PITTSBURGH — He had tried to unearth positivity from this mess of a Monday night but reality was printed on the box score before him, so Coach Mark Turgeon started methodically folding the sheet of paper as if to hide the evidence. The Maryland men’s basketball team had just fallen to Pittsburgh, 79-59, a humbling reality check for everyone on the visitors’ bench, and though Turgeon later claimed he felt encouragement, even he eventually succumbed to frustration after the season’s worst defeat.
“Can’t sit there and just play like that,” Turgeon said.
It was billed as Maryland’s biggest test since point guard Seth Allen returned four games ago from a broken foot and Turgeon began insisting everyone start fresh. The Terrapins had flown north on a quick turnaround, less than 48 hours after beating Georgia Tech at home. They knew the opportunity that lay ahead, a chance to remain relevant and unbeaten in conference play. But in spectacularly demoralizing fashion they watched it zoom away.
These are the numbers Turgeon folded away during his postgame news conference: The starters shot 31.4 percent and among them only Evan Smotrycz scored more than five points. Sophomore forward Jake Layman committed four fouls and made one field goal. Against a Pittsburgh team known for its physicality, no Terps player snatched more than five rebounds and the Panthers outscored them by 14 points in the paint.

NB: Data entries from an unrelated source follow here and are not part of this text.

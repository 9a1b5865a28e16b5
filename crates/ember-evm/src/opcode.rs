//! Opcode table
//!
//! Families that encode an index in the byte (PUSH, DUP, SWAP, LOG) carry
//! it as data. Stack arity and immediate sizes live in [`Opcode::info`].

use std::fmt;

/// Decoded opcode
#[derive(Debug, Clone, Copy, PartialEq, Eq, Hash)]
#[allow(missing_docs)]
pub enum Opcode {
    // Stop and Arithmetic
    STOP,
    ADD,
    MUL,
    SUB,
    DIV,
    SDIV,
    MOD,
    SMOD,
    ADDMOD,
    MULMOD,
    EXP,
    SIGNEXTEND,

    // Comparison & Bitwise Logic
    LT,
    GT,
    SLT,
    SGT,
    EQ,
    ISZERO,
    AND,
    OR,
    XOR,
    NOT,
    BYTE,
    SHL,
    SHR,
    SAR,

    KECCAK256,

    // Environment
    ADDRESS,
    BALANCE,
    ORIGIN,
    CALLER,
    CALLVALUE,
    CALLDATALOAD,
    CALLDATASIZE,
    CALLDATACOPY,
    CODESIZE,
    CODECOPY,
    GASPRICE,
    EXTCODESIZE,
    EXTCODECOPY,
    RETURNDATASIZE,
    RETURNDATACOPY,
    EXTCODEHASH,

    // Block
    BLOCKHASH,
    COINBASE,
    TIMESTAMP,
    NUMBER,
    PREVRANDAO,
    GASLIMIT,
    CHAINID,
    SELFBALANCE,
    BASEFEE,

    // Stack, Memory, Storage and Flow
    POP,
    MLOAD,
    MSTORE,
    MSTORE8,
    SLOAD,
    SSTORE,
    JUMP,
    JUMPI,
    PC,
    MSIZE,
    GAS,
    JUMPDEST,
    TLOAD,
    TSTORE,
    MCOPY,

    /// PUSH0..PUSH32, carrying the immediate byte count
    PUSH(u8),
    /// DUP1..DUP16, carrying the position to copy (1 = top)
    DUP(u8),
    /// SWAP1..SWAP16, carrying the distance below the top
    SWAP(u8),
    /// LOG0..LOG4, carrying the topic count
    LOG(u8),

    // System
    CREATE,
    CALL,
    CALLCODE,
    RETURN,
    DELEGATECALL,
    CREATE2,
    STATICCALL,
    REVERT,
    INVALID,
    SELFDESTRUCT,
}

/// Static metadata for one opcode
#[derive(Debug, Clone, Copy, PartialEq, Eq)]
pub struct OpcodeInfo {
    /// Mnemonic
    pub name: &'static str,
    /// Words popped
    pub inputs: usize,
    /// Words pushed
    pub outputs: usize,
    /// Immediate bytes following the opcode byte
    pub immediate: usize,
}

const PUSH_NAMES: [&str; 33] = [
    "PUSH0", "PUSH1", "PUSH2", "PUSH3", "PUSH4", "PUSH5", "PUSH6", "PUSH7", "PUSH8", "PUSH9",
    "PUSH10", "PUSH11", "PUSH12", "PUSH13", "PUSH14", "PUSH15", "PUSH16", "PUSH17", "PUSH18",
    "PUSH19", "PUSH20", "PUSH21", "PUSH22", "PUSH23", "PUSH24", "PUSH25", "PUSH26", "PUSH27",
    "PUSH28", "PUSH29", "PUSH30", "PUSH31", "PUSH32",
];

const DUP_NAMES: [&str; 16] = [
    "DUP1", "DUP2", "DUP3", "DUP4", "DUP5", "DUP6", "DUP7", "DUP8", "DUP9", "DUP10", "DUP11",
    "DUP12", "DUP13", "DUP14", "DUP15", "DUP16",
];

const SWAP_NAMES: [&str; 16] = [
    "SWAP1", "SWAP2", "SWAP3", "SWAP4", "SWAP5", "SWAP6", "SWAP7", "SWAP8", "SWAP9", "SWAP10",
    "SWAP11", "SWAP12", "SWAP13", "SWAP14", "SWAP15", "SWAP16",
];

const LOG_NAMES: [&str; 5] = ["LOG0", "LOG1", "LOG2", "LOG3", "LOG4"];

const fn info(name: &'static str, inputs: usize, outputs: usize) -> OpcodeInfo {
    OpcodeInfo {
        name,
        inputs,
        outputs,
        immediate: 0,
    }
}

impl Opcode {
    /// Decode an opcode byte. Unassigned bytes return `None`.
    pub fn from_byte(byte: u8) -> Option<Self> {
        use Opcode::*;
        let op = match byte {
            0x00 => STOP,
            0x01 => ADD,
            0x02 => MUL,
            0x03 => SUB,
            0x04 => DIV,
            0x05 => SDIV,
            0x06 => MOD,
            0x07 => SMOD,
            0x08 => ADDMOD,
            0x09 => MULMOD,
            0x0A => EXP,
            0x0B => SIGNEXTEND,
            0x10 => LT,
            0x11 => GT,
            0x12 => SLT,
            0x13 => SGT,
            0x14 => EQ,
            0x15 => ISZERO,
            0x16 => AND,
            0x17 => OR,
            0x18 => XOR,
            0x19 => NOT,
            0x1A => BYTE,
            0x1B => SHL,
            0x1C => SHR,
            0x1D => SAR,
            0x20 => KECCAK256,
            0x30 => ADDRESS,
            0x31 => BALANCE,
            0x32 => ORIGIN,
            0x33 => CALLER,
            0x34 => CALLVALUE,
            0x35 => CALLDATALOAD,
            0x36 => CALLDATASIZE,
            0x37 => CALLDATACOPY,
            0x38 => CODESIZE,
            0x39 => CODECOPY,
            0x3A => GASPRICE,
            0x3B => EXTCODESIZE,
            0x3C => EXTCODECOPY,
            0x3D => RETURNDATASIZE,
            0x3E => RETURNDATACOPY,
            0x3F => EXTCODEHASH,
            0x40 => BLOCKHASH,
            0x41 => COINBASE,
            0x42 => TIMESTAMP,
            0x43 => NUMBER,
            0x44 => PREVRANDAO,
            0x45 => GASLIMIT,
            0x46 => CHAINID,
            0x47 => SELFBALANCE,
            0x48 => BASEFEE,
            0x50 => POP,
            0x51 => MLOAD,
            0x52 => MSTORE,
            0x53 => MSTORE8,
            0x54 => SLOAD,
            0x55 => SSTORE,
            0x56 => JUMP,
            0x57 => JUMPI,
            0x58 => PC,
            0x59 => MSIZE,
            0x5A => GAS,
            0x5B => JUMPDEST,
            0x5C => TLOAD,
            0x5D => TSTORE,
            0x5E => MCOPY,
            0x5F..=0x7F => PUSH(byte - 0x5F),
            0x80..=0x8F => DUP(byte - 0x7F),
            0x90..=0x9F => SWAP(byte - 0x8F),
            0xA0..=0xA4 => LOG(byte - 0xA0),
            0xF0 => CREATE,
            0xF1 => CALL,
            0xF2 => CALLCODE,
            0xF3 => RETURN,
            0xF4 => DELEGATECALL,
            0xF5 => CREATE2,
            0xFA => STATICCALL,
            0xFD => REVERT,
            0xFE => INVALID,
            0xFF => SELFDESTRUCT,
            _ => return None,
        };
        Some(op)
    }

    /// Encode back to the opcode byte
    pub fn byte(self) -> u8 {
        use Opcode::*;
        match self {
            STOP => 0x00,
            ADD => 0x01,
            MUL => 0x02,
            SUB => 0x03,
            DIV => 0x04,
            SDIV => 0x05,
            MOD => 0x06,
            SMOD => 0x07,
            ADDMOD => 0x08,
            MULMOD => 0x09,
            EXP => 0x0A,
            SIGNEXTEND => 0x0B,
            LT => 0x10,
            GT => 0x11,
            SLT => 0x12,
            SGT => 0x13,
            EQ => 0x14,
            ISZERO => 0x15,
            AND => 0x16,
            OR => 0x17,
            XOR => 0x18,
            NOT => 0x19,
            BYTE => 0x1A,
            SHL => 0x1B,
            SHR => 0x1C,
            SAR => 0x1D,
            KECCAK256 => 0x20,
            ADDRESS => 0x30,
            BALANCE => 0x31,
            ORIGIN => 0x32,
            CALLER => 0x33,
            CALLVALUE => 0x34,
            CALLDATALOAD => 0x35,
            CALLDATASIZE => 0x36,
            CALLDATACOPY => 0x37,
            CODESIZE => 0x38,
            CODECOPY => 0x39,
            GASPRICE => 0x3A,
            EXTCODESIZE => 0x3B,
            EXTCODECOPY => 0x3C,
            RETURNDATASIZE => 0x3D,
            RETURNDATACOPY => 0x3E,
            EXTCODEHASH => 0x3F,
            BLOCKHASH => 0x40,
            COINBASE => 0x41,
            TIMESTAMP => 0x42,
            NUMBER => 0x43,
            PREVRANDAO => 0x44,
            GASLIMIT => 0x45,
            CHAINID => 0x46,
            SELFBALANCE => 0x47,
            BASEFEE => 0x48,
            POP => 0x50,
            MLOAD => 0x51,
            MSTORE => 0x52,
            MSTORE8 => 0x53,
            SLOAD => 0x54,
            SSTORE => 0x55,
            JUMP => 0x56,
            JUMPI => 0x57,
            PC => 0x58,
            MSIZE => 0x59,
            GAS => 0x5A,
            JUMPDEST => 0x5B,
            TLOAD => 0x5C,
            TSTORE => 0x5D,
            MCOPY => 0x5E,
            PUSH(n) => 0x5F + n,
            DUP(n) => 0x7F + n,
            SWAP(n) => 0x8F + n,
            LOG(n) => 0xA0 + n,
            CREATE => 0xF0,
            CALL => 0xF1,
            CALLCODE => 0xF2,
            RETURN => 0xF3,
            DELEGATECALL => 0xF4,
            CREATE2 => 0xF5,
            STATICCALL => 0xFA,
            REVERT => 0xFD,
            INVALID => 0xFE,
            SELFDESTRUCT => 0xFF,
        }
    }

    /// Name, stack arity and immediate size
    pub fn info(self) -> OpcodeInfo {
        use Opcode::*;
        match self {
            STOP => info("STOP", 0, 0),
            ADD => info("ADD", 2, 1),
            MUL => info("MUL", 2, 1),
            SUB => info("SUB", 2, 1),
            DIV => info("DIV", 2, 1),
            SDIV => info("SDIV", 2, 1),
            MOD => info("MOD", 2, 1),
            SMOD => info("SMOD", 2, 1),
            ADDMOD => info("ADDMOD", 3, 1),
            MULMOD => info("MULMOD", 3, 1),
            EXP => info("EXP", 2, 1),
            SIGNEXTEND => info("SIGNEXTEND", 2, 1),
            LT => info("LT", 2, 1),
            GT => info("GT", 2, 1),
            SLT => info("SLT", 2, 1),
            SGT => info("SGT", 2, 1),
            EQ => info("EQ", 2, 1),
            ISZERO => info("ISZERO", 1, 1),
            AND => info("AND", 2, 1),
            OR => info("OR", 2, 1),
            XOR => info("XOR", 2, 1),
            NOT => info("NOT", 1, 1),
            BYTE => info("BYTE", 2, 1),
            SHL => info("SHL", 2, 1),
            SHR => info("SHR", 2, 1),
            SAR => info("SAR", 2, 1),
            KECCAK256 => info("KECCAK256", 2, 1),
            ADDRESS => info("ADDRESS", 0, 1),
            BALANCE => info("BALANCE", 1, 1),
            ORIGIN => info("ORIGIN", 0, 1),
            CALLER => info("CALLER", 0, 1),
            CALLVALUE => info("CALLVALUE", 0, 1),
            CALLDATALOAD => info("CALLDATALOAD", 1, 1),
            CALLDATASIZE => info("CALLDATASIZE", 0, 1),
            CALLDATACOPY => info("CALLDATACOPY", 3, 0),
            CODESIZE => info("CODESIZE", 0, 1),
            CODECOPY => info("CODECOPY", 3, 0),
            GASPRICE => info("GASPRICE", 0, 1),
            EXTCODESIZE => info("EXTCODESIZE", 1, 1),
            EXTCODECOPY => info("EXTCODECOPY", 4, 0),
            RETURNDATASIZE => info("RETURNDATASIZE", 0, 1),
            RETURNDATACOPY => info("RETURNDATACOPY", 3, 0),
            EXTCODEHASH => info("EXTCODEHASH", 1, 1),
            BLOCKHASH => info("BLOCKHASH", 1, 1),
            COINBASE => info("COINBASE", 0, 1),
            TIMESTAMP => info("TIMESTAMP", 0, 1),
            NUMBER => info("NUMBER", 0, 1),
            PREVRANDAO => info("PREVRANDAO", 0, 1),
            GASLIMIT => info("GASLIMIT", 0, 1),
            CHAINID => info("CHAINID", 0, 1),
            SELFBALANCE => info("SELFBALANCE", 0, 1),
            BASEFEE => info("BASEFEE", 0, 1),
            POP => info("POP", 1, 0),
            MLOAD => info("MLOAD", 1, 1),
            MSTORE => info("MSTORE", 2, 0),
            MSTORE8 => info("MSTORE8", 2, 0),
            SLOAD => info("SLOAD", 1, 1),
            SSTORE => info("SSTORE", 2, 0),
            JUMP => info("JUMP", 1, 0),
            JUMPI => info("JUMPI", 2, 0),
            PC => info("PC", 0, 1),
            MSIZE => info("MSIZE", 0, 1),
            GAS => info("GAS", 0, 1),
            JUMPDEST => info("JUMPDEST", 0, 0),
            TLOAD => info("TLOAD", 1, 1),
            TSTORE => info("TSTORE", 2, 0),
            MCOPY => info("MCOPY", 3, 0),
            PUSH(n) => OpcodeInfo {
                immediate: n as usize,
                ..info(PUSH_NAMES[n as usize], 0, 1)
            },
            DUP(n) => info(DUP_NAMES[n as usize - 1], n as usize, n as usize + 1),
            SWAP(n) => info(SWAP_NAMES[n as usize - 1], n as usize + 1, n as usize + 1),
            LOG(n) => info(LOG_NAMES[n as usize], n as usize + 2, 0),
            CREATE => info("CREATE", 3, 1),
            CALL => info("CALL", 7, 1),
            CALLCODE => info("CALLCODE", 7, 1),
            RETURN => info("RETURN", 2, 0),
            DELEGATECALL => info("DELEGATECALL", 6, 1),
            CREATE2 => info("CREATE2", 4, 1),
            STATICCALL => info("STATICCALL", 6, 1),
            REVERT => info("REVERT", 2, 0),
            INVALID => info("INVALID", 0, 0),
            SELFDESTRUCT => info("SELFDESTRUCT", 1, 0),
        }
    }

    /// Mnemonic
    pub fn name(self) -> &'static str {
        self.info().name
    }

}

impl fmt::Display for Opcode {
    fn fmt(&self, f: &mut fmt::Formatter<'_>) -> fmt::Result {
        f.write_str(self.name())
    }
}

/// Offsets of every JUMPDEST byte that is an instruction, not PUSH data
pub fn analyze_jump_dests(code: &[u8]) -> Vec<bool> {
    let mut dests = vec![false; code.len()];
    let mut pc = 0;
    while pc < code.len() {
        let byte = code[pc];
        if byte == 0x5B {
            dests[pc] = true;
        }
        pc += match Opcode::from_byte(byte) {
            Some(Opcode::PUSH(n)) => 1 + n as usize,
            _ => 1,
        };
    }
    dests
}

#[cfg(test)]
mod tests {
    use super::*;

    #[test]
    fn test_from_byte() {
        assert_eq!(Opcode::from_byte(0x00), Some(Opcode::STOP));
        assert_eq!(Opcode::from_byte(0x01), Some(Opcode::ADD));
        assert_eq!(Opcode::from_byte(0x5F), Some(Opcode::PUSH(0)));
        assert_eq!(Opcode::from_byte(0x60), Some(Opcode::PUSH(1)));
        assert_eq!(Opcode::from_byte(0x7F), Some(Opcode::PUSH(32)));
        assert_eq!(Opcode::from_byte(0x80), Some(Opcode::DUP(1)));
        assert_eq!(Opcode::from_byte(0x9F), Some(Opcode::SWAP(16)));
        assert_eq!(Opcode::from_byte(0xA4), Some(Opcode::LOG(4)));
        assert_eq!(Opcode::from_byte(0xFF), Some(Opcode::SELFDESTRUCT));
    }

    #[test]
    fn test_from_byte_unassigned() {
        for byte in [0x0C, 0x0F, 0x1E, 0x21, 0x49, 0x4F, 0xA5, 0xEF, 0xF6, 0xFB] {
            assert_eq!(Opcode::from_byte(byte), None, "byte 0x{byte:02x}");
        }
    }

    #[test]
    fn test_every_assigned_byte_encodes_back() {
        for byte in 0..=255u8 {
            if let Some(op) = Opcode::from_byte(byte) {
                assert_eq!(op.byte(), byte, "{op}");
            }
        }
    }

    #[test]
    fn test_names() {
        assert_eq!(Opcode::PUSH(0).name(), "PUSH0");
        assert_eq!(Opcode::PUSH(32).name(), "PUSH32");
        assert_eq!(Opcode::DUP(16).name(), "DUP16");
        assert_eq!(Opcode::SWAP(1).name(), "SWAP1");
        assert_eq!(Opcode::LOG(2).to_string(), "LOG2");
    }

    #[test]
    fn test_stack_arity() {
        assert_eq!(Opcode::ADDMOD.info().inputs, 3);
        assert_eq!(Opcode::DUP(3).info().inputs, 3);
        assert_eq!(Opcode::DUP(3).info().outputs, 4);
        assert_eq!(Opcode::SWAP(2).info().inputs, 3);
        assert_eq!(Opcode::LOG(4).info().inputs, 6);
        assert_eq!(Opcode::CALL.info().inputs, 7);
        assert_eq!(Opcode::STATICCALL.info().inputs, 6);
    }

    #[test]
    fn test_push_immediate() {
        assert_eq!(Opcode::PUSH(1).info().immediate, 1);
        assert_eq!(Opcode::PUSH(32).info().immediate, 32);
        assert_eq!(Opcode::PUSH(0).info().immediate, 0);
        assert_eq!(Opcode::ADD.info().immediate, 0);
    }

    #[test]
    fn test_jump_dests_skip_push_data() {
        // PUSH1 0x5B, JUMPDEST
        let code = [0x60, 0x5B, 0x5B];
        let dests = analyze_jump_dests(&code);
        assert_eq!(dests, vec![false, false, true]);
    }

    #[test]
    fn test_jump_dests_truncated_push() {
        // PUSH32 with only two data bytes
        let code = [0x7F, 0x5B, 0x5B];
        assert!(analyze_jump_dests(&code).iter().all(|d| !d));
    }
}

And two more statistics not in the box score: In 10 games at Petersen Events Center this season, Pittsburgh (14-1, 2-0 ACC) is unbeaten; in his third season at Maryland (10-6, 2-1), Turgeon is 4-15 in ACC road games.
“I think we could have played harder and could have played smarter,” said Smotrycz, who had 14 points but shot 4 of 13 from the field.
As Smotrycz and Allen (team-high 18 points) dissected the aftermath, they focused on intangibles. Eight turnovers, including four in five possessions, torpedoed a strong Maryland start and helped the Panthers turn a dogfight into a six-point lead by intermission. Had freshman Roddy Peters not corralled one of his own giveaways into a dunk, while all five Pittsburgh players got ahead of themselves and ran downcourt, the Terps would have closed the half on a scoreless stretch of nearly six minutes.
The second half began terribly. Turgeon dialed up a backdoor lob to Dez Wells (five points) and Allen threw the pass off the backboard instead. Turgeon turned to his bench, paused for a moment then stomped his feet while screaming. He spent most of the night reacting in this manner. Later, when calm, Turgeon tried a new approach.
“I know we lost by 20, but I’m more encouraged now than I was three hours ago,” Turgeon said. “I know that sounds crazy, but they shoot 53 percent, we shoot 35. Correctable things for us. I know that sounds crazy, but I feel like we’re better than the score, the final score.”
Perhaps in future games, but certainly not against the Panthers, who got 19 points from Lamar Patterson and 17 from sixth man and Baltimore native Durand Johnson. Several times the Terps threatened to broach single digits with three-pointers and each time Pittsburgh answered.
“They were hitting shots, man,” Allen said. “I felt like they didn’t miss out there. . . . It’s frustrating.”
Turgeon rejected that premise, saying the problems were deeper: Impatient offense. Lazy rebounding. No concentration on defense.
When Pittsburgh’s Josh Newkirk, who like Wells attended high school at Word of God Academy in Raleigh, N.C., hit a three-pointer off an inbounds pass that put Pittsburgh up 55-44, there were plenty of confused looks on the Maryland bench.
Nothing in Turgeon’s bag of tricks had worked. Not the full-court press, which lasted one possession. Not the zone, which lasted three and finally not the small lineup with Smotrycz playing center. But the game had been long been over before that last part, probably around the time Newkirk made his shot and Layman jogged down the sidelines with his shoulders shrugged.